**PROBLEM STATEMENT**
Set down word for word the lines that begin the entries and run through the line containing "pub browser: Option<&'a". Give nothing further.

Saved entries:
****************

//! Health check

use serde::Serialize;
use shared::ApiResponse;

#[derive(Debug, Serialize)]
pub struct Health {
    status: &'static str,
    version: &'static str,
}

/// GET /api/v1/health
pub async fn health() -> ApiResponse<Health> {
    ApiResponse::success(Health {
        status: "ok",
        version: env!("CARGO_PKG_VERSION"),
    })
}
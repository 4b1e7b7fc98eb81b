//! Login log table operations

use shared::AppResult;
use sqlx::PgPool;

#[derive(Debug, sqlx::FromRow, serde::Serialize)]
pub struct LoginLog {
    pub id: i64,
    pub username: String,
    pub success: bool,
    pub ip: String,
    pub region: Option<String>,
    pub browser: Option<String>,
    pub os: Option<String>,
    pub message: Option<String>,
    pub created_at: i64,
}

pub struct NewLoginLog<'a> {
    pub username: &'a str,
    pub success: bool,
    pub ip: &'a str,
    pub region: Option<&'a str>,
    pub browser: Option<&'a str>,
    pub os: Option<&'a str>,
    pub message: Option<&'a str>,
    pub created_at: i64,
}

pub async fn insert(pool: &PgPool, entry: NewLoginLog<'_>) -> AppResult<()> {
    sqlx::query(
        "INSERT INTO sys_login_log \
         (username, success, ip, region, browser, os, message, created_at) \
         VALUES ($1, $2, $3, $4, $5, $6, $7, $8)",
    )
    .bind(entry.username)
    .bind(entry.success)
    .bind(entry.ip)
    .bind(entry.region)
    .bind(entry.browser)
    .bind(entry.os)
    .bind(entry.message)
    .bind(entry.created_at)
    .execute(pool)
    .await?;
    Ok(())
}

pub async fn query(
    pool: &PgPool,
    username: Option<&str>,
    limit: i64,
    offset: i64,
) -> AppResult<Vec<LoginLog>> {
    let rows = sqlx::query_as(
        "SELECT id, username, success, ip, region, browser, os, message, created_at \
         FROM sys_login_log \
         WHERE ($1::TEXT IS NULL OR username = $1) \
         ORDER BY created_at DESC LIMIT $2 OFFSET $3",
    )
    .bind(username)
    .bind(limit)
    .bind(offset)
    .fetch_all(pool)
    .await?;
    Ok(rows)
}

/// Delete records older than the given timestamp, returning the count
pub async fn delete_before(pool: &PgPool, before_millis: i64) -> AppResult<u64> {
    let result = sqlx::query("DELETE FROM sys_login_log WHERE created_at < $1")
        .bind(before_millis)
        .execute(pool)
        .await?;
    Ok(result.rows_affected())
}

****************

**EXERCISE SOLUTION**
//! Health check

use serde::Serialize;
use shared::ApiResponse;

#[derive(Debug, Serialize)]
pub struct Health {
    status: &'static str,
    version: &'static str,
}

/// GET /api/v1/health
pub async fn health() -> ApiResponse<Health> {
    ApiResponse::success(Health {
        status: "ok",
        version: env!("CARGO_PKG_VERSION"),
    })
}
repository 4b1e7b7fc98eb81b
//! Login log table operations

use shared::AppResult;
use sqlx::PgPool;

#[derive(Debug, sqlx::FromRow, serde::Serialize)]
pub struct LoginLog {
    pub id: i64,
    pub username: String,
    pub success: bool,
    pub ip: String,
    pub region: Option<String>,
    pub browser: Option<String>,
    pub os: Option<String>,
    pub message: Option<String>,
    pub created_at: i64,
}

pub struct NewLoginLog<'a> {
    pub username: &'a str,
    pub success: bool,
    pub ip: &'a str,
    pub region: Option<&'a str>,
    pub browser: Option<&'a str>,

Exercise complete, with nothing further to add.